In between practicing my typewriting skills on my Smith Corona Galaxy type writer, I do a sentence that uses every letter of the alphabet. Do you remember this one
“The quick brown fox jumped over the lazy dogs back” My Drake R7 SW Receiver is down for the 3rd time (losing audio) and I’m unable to listen to the hams using their CW, RTTY which I get through my Universal M-8000 Communications terminal. Keep putting off sending the Drake to Ohio to a Ham that worked for Drake years ago.

MustangCryppie

How could i forget it?

Great hobby. Something about talking to someone on the other side of the world using the power of a 100 watt light bulb. Great fun. These days i’m strictly a CW guy. Only way i can get through!

SFC D

Check out this guy:

MustangCryppie

Ah, yes! KPH! Still working AFAIK.

AT1 ret

Keep them circulating and hand them down.
Share the history.

Sapper3307

Starship Troopers (the book) passed down the ranks with the BIO, some good some bad.

Graybeard

Excellent. Pass ’em on, General. Much more meaningful than sitting in some museum collection.

26Limabeans

Hope he has strong shoulders.

LIRight47

Mason…you’re right. This truly is a “feel good” story. I enjoyed it!

AW1Ed

Keep breaking my rice bowl, Mason, and I’ll put you in charge of Mod Jail.

I keed, great find. Thanks!

CDR D

Nice story!

ninja

This IS definitedly a great Feel Good Story.

Thank You, Mason, for sharing!

KoB

Keep passing them on.

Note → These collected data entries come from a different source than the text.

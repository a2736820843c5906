use std::fmt;

use crate::image_blob::is_displayable_image;

pub const IMAGE_PLACEHOLDER: &str = "[image]";
pub const BLOB_PLACEHOLDER: &str = "[BLOB data]";

const TRUE_WORDS: [&str; 5] = ["true", "1", "yes", "да", "истина"];
const FALSE_WORDS: [&str; 5] = ["false", "0", "no", "нет", "ложь"];

/// One SQLite value, used both for result cells and bound parameters.
#[derive(Debug, Clone, PartialEq)]
pub enum CellValue {
    Null,
    Integer(i64),
    Real(f64),
    Text(String),
    Blob(Vec<u8>),
}

impl CellValue {
    #[must_use]
    pub fn is_null(&self) -> bool {
        matches!(self, Self::Null)
    }

    #[must_use]
    pub fn as_blob(&self) -> Option<&[u8]> {
        match self {
            Self::Blob(bytes) => Some(bytes),
            _ => None,
        }
    }
}

impl fmt::Display for CellValue {
    fn fmt(&self, f: &mut fmt::Formatter<'_>) -> fmt::Result {
        match self {
            Self::Null => Ok(()),
            Self::Integer(value) => write!(f, "{value}"),
            Self::Real(value) => write!(f, "{value}"),
            Self::Text(value) => f.write_str(value),
            Self::Blob(_) => f.write_str(BLOB_PLACEHOLDER),
        }
    }
}

impl From<&str> for CellValue {
    fn from(value: &str) -> Self {
        Self::Text(value.to_string())
    }
}

impl From<i64> for CellValue {
    fn from(value: i64) -> Self {
        Self::Integer(value)
    }
}

impl From<Vec<u8>> for CellValue {
    fn from(value: Vec<u8>) -> Self {
        Self::Blob(value)
    }
}

/// Text shown for a cell. Raw BLOB bytes are never rendered.
#[must_use]
pub fn render_cell(value: &CellValue, image_column: bool) -> String {
    match value {
        CellValue::Blob(_) if image_column && is_displayable_image(value) => {
            IMAGE_PLACEHOLDER.to_string()
        }
        other => other.to_string(),
    }
}

#[must_use]
pub fn parse_boolean_input(input: &str) -> Option<bool> {
    let normalized = input.trim().to_lowercase();
    if TRUE_WORDS.contains(&normalized.as_str()) {
        Some(true)
    } else if FALSE_WORDS.contains(&normalized.as_str()) {
        Some(false)
    } else {
        None
    }
}

fn is_boolean_type(declared_type: &str) -> bool {
    declared_type.trim().eq_ignore_ascii_case("BOOLEAN")
}

/// Converts text typed into a cell editor into a bound value.
///
/// BOOLEAN columns store `1`/`0`; unrecognised text is kept as typed and
/// left for SQLite's type affinity to deal with.
#[must_use]
pub fn coerce_input(input: &str, declared_type: &str) -> CellValue {
    if is_boolean_type(declared_type) {
        if let Some(flag) = parse_boolean_input(input) {
            return CellValue::Integer(i64::from(flag));
        }
    }
    CellValue::Text(input.to_string())
}

/// Like [`coerce_input`], but for new rows: empty input and unrecognised
/// booleans become NULL.
#[must_use]
pub fn coerce_insert_input(input: &str, declared_type: &str) -> CellValue {
    if input.is_empty() {
        return CellValue::Null;
    }
    if is_boolean_type(declared_type) {
        return parse_boolean_input(input)
            .map_or(CellValue::Null, |flag| CellValue::Integer(i64::from(flag)));
    }
    CellValue::Text(input.to_string())
}

#[cfg(test)]
mod tests {
    use super::{
        coerce_input, coerce_insert_input, parse_boolean_input, render_cell, CellValue,
        BLOB_PLACEHOLDER, IMAGE_PLACEHOLDER,
    };

    fn png_payload(len: usize) -> Vec<u8> {
        let mut bytes = b"\x89PNG\r\n\x1a\n".to_vec();
        bytes.resize(len, 0);
        bytes
    }

    #[test]
    fn image_blobs_render_as_placeholder_never_raw_bytes() {
        let value = CellValue::Blob(png_payload(137));
        assert_eq!(render_cell(&value, true), IMAGE_PLACEHOLDER);
        assert_eq!(render_cell(&value, false), BLOB_PLACEHOLDER);
        assert_eq!(
            render_cell(&CellValue::Blob(vec![1, 2, 3]), true),
            BLOB_PLACEHOLDER
        );
    }

    #[test]
    fn scalar_values_render_in_display_form() {
        assert_eq!(render_cell(&CellValue::Null, false), "");
        assert_eq!(render_cell(&CellValue::Integer(-3), false), "-3");
        assert_eq!(render_cell(&CellValue::Real(1.5), false), "1.5");
        assert_eq!(render_cell(&CellValue::from("Ann"), true), "Ann");
    }

    #[test]
    fn boolean_words_are_recognised_in_both_languages() {
        assert_eq!(parse_boolean_input(" Yes "), Some(true));
        assert_eq!(parse_boolean_input("ДА"), Some(true));
        assert_eq!(parse_boolean_input("ложь"), Some(false));
        assert_eq!(parse_boolean_input("0"), Some(false));
        assert_eq!(parse_boolean_input("maybe"), None);
    }

    #[test]
    fn edits_and_inserts_coerce_booleans_differently_for_unknown_words() {
        assert_eq!(coerce_input("yes", "boolean"), CellValue::Integer(1));
        assert_eq!(coerce_input("maybe", "BOOLEAN"), CellValue::from("maybe"));
        assert_eq!(coerce_input("42", "INTEGER"), CellValue::from("42"));

        assert_eq!(coerce_insert_input("", "TEXT"), CellValue::Null);
        assert_eq!(coerce_insert_input("maybe", "BOOLEAN"), CellValue::Null);
        assert_eq!(coerce_insert_input("нет", "BOOLEAN"), CellValue::Integer(0));
    }
}
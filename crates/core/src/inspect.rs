use std::fmt;
use std::fs;
use std::io;
use std::path::{Path, PathBuf};

use thiserror::Error;

use crate::export::file_name_part;
use crate::image_blob::{detect_image_format, is_image_column, MIN_IMAGE_BLOB_LEN};
use crate::query_runner::{QueryBackend, QueryBackendError};
use crate::schema::{SchemaBackend, SchemaBackendError, SchemaEntry};
use crate::sql_generator::{count_rows_sql, select_non_null_sql, SqlGenerationError};
use crate::value::CellValue;

#[derive(Debug, Error)]
pub enum InspectError {
    #[error("failed to read the catalog: {0}")]
    Schema(#[from] SchemaBackendError),
    #[error("failed to read table data: {0}")]
    Query(#[from] QueryBackendError),
    #[error(transparent)]
    Sql(#[from] SqlGenerationError),
    #[error("cannot create `{}`: {source}", path.display())]
    Io {
        path: PathBuf,
        #[source]
        source: io::Error,
    },
}

#[derive(Debug, Clone, PartialEq, Eq)]
pub struct TableReport {
    pub name: String,
    pub columns: Vec<SchemaEntry>,
    /// `None` when counting failed.
    pub row_count: Option<u64>,
}

#[derive(Debug, Clone, PartialEq, Eq)]
pub struct DatabaseReport {
    pub database_name: String,
    pub tables: Vec<TableReport>,
}

impl fmt::Display for DatabaseReport {
    fn fmt(&self, f: &mut fmt::Formatter<'_>) -> fmt::Result {
        writeln!(f, "Database: {}", self.database_name)?;
        writeln!(f, "Tables: {}", self.tables.len())?;
        for table in &self.tables {
            writeln!(f)?;
            writeln!(f, "Table: {}", table.name)?;
            writeln!(f, "Columns:")?;
            for column in &table.columns {
                writeln!(f, "  - {} ({})", column.name, column.declared_type)?;
            }
            match table.row_count {
                Some(count) => writeln!(f, "Rows: {count}")?,
                None => writeln!(f, "Rows: unavailable")?,
            }
        }
        Ok(())
    }
}

/// Lists every table with its columns and row count. A table whose rows
/// cannot be counted is still reported.
pub async fn inspect_database<B>(
    backend: &B,
    database_name: &str,
) -> Result<DatabaseReport, InspectError>
where
    B: SchemaBackend + QueryBackend + Sync,
{
    let mut tables = Vec::new();
    for name in backend.list_tables().await? {
        let columns = backend.table_columns(&name).await?;
        let row_count = count_rows(backend, &name).await;
        tables.push(TableReport {
            name,
            columns,
            row_count,
        });
    }

    Ok(DatabaseReport {
        database_name: database_name.to_string(),
        tables,
    })
}

async fn count_rows<B: QueryBackend + Sync>(backend: &B, table: &str) -> Option<u64> {
    let sql = count_rows_sql(table).ok()?;
    let rows = match backend.fetch_rows(&sql, &[]).await {
        Ok(rows) => rows,
        Err(error) => {
            tracing::warn!(%table, %error, "row count failed");
            return None;
        }
    };
    match rows.first().and_then(|row| row.values.first()) {
        Some(CellValue::Integer(count)) => u64::try_from(*count).ok(),
        _ => None,
    }
}

#[derive(Debug, Clone, PartialEq, Eq)]
pub struct ExtractedImage {
    pub table: String,
    pub column: String,
    pub rowid: i64,
    pub size: usize,
    pub path: PathBuf,
}

#[derive(Debug, Clone, PartialEq, Eq)]
pub struct SkippedBlob {
    pub table: String,
    pub column: String,
    pub rowid: i64,
    pub size: usize,
}

#[derive(Debug, Clone, PartialEq, Eq, Default)]
pub struct ExtractionReport {
    pub saved: Vec<ExtractedImage>,
    pub too_small: Vec<SkippedBlob>,
    pub failures: Vec<String>,
}

impl fmt::Display for ExtractionReport {
    fn fmt(&self, f: &mut fmt::Formatter<'_>) -> fmt::Result {
        for image in &self.saved {
            writeln!(
                f,
                "saved {} ({} bytes)",
                image.path.display(),
                image.size
            )?;
        }
        for blob in &self.too_small {
            writeln!(
                f,
                "{}.{} row {}: {} bytes is too small for a photo",
                blob.table, blob.column, blob.rowid, blob.size
            )?;
        }
        for failure in &self.failures {
            writeln!(f, "{failure}")?;
        }
        if self.saved.is_empty() {
            writeln!(f, "No photos found")
        } else {
            writeln!(f, "Photos saved: {}", self.saved.len())
        }
    }
}

/// Writes every image-like BLOB of every table to
/// `photo_<table>_<column>_<rowid>.<ext>` under `target_dir`.
pub async fn extract_images<B>(
    backend: &B,
    target_dir: &Path,
) -> Result<ExtractionReport, InspectError>
where
    B: SchemaBackend + QueryBackend + Sync,
{
    fs::create_dir_all(target_dir).map_err(|source| InspectError::Io {
        path: target_dir.to_path_buf(),
        source,
    })?;

    let mut report = ExtractionReport::default();
    for table in backend.list_tables().await? {
        let columns = backend.table_columns(&table).await?;
        for column in columns
            .iter()
            .filter(|column| is_image_column(&column.name, Some(&column.declared_type)))
        {
            let sql = select_non_null_sql(&table, &column.name)?;
            for row in backend.fetch_rows(&sql, &[]).await? {
                let (Some(CellValue::Integer(rowid)), Some(CellValue::Blob(bytes))) =
                    (row.values.first(), row.values.get(1))
                else {
                    continue;
                };

                if bytes.len() < MIN_IMAGE_BLOB_LEN {
                    report.too_small.push(SkippedBlob {
                        table: table.clone(),
                        column: column.name.clone(),
                        rowid: *rowid,
                        size: bytes.len(),
                    });
                    continue;
                }

                let extension = detect_image_format(bytes).map_or("jpg", |format| format.extension());
                let path = target_dir.join(format!(
                    "photo_{}_{}_{rowid}.{extension}",
                    file_name_part(&table),
                    file_name_part(&column.name)
                ));
                match fs::write(&path, bytes) {
                    Ok(()) => report.saved.push(ExtractedImage {
                        table: table.clone(),
                        column: column.name.clone(),
                        rowid: *rowid,
                        size: bytes.len(),
                        path,
                    }),
                    Err(error) => report
                        .failures
                        .push(format!("failed to save {}: {error}", path.display())),
                }
            }
        }
    }

    tracing::info!(
        saved = report.saved.len(),
        dir = %target_dir.display(),
        "images extracted"
    );
    Ok(report)
}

The Warrior Tradition of Pattons goes way back, including (the horror) of Georgie’s Grand Pappy and namesake, Colonel George S. Patton Sr, graduate of VMI and the Commander of the 22nd VA Cavalry Regiment, CSA, mortally wounded in action at the 3rd Battle of Winchester, 1864. Senior was the 2nd of 2 Patton boys that died in service, the other LTC Waller Patton falling at Gettysburg. Both are buried together. Likny below.

Good that these stars weren’t sold to a collector somewhere down the line. BZ to the ones that kept them to pass down.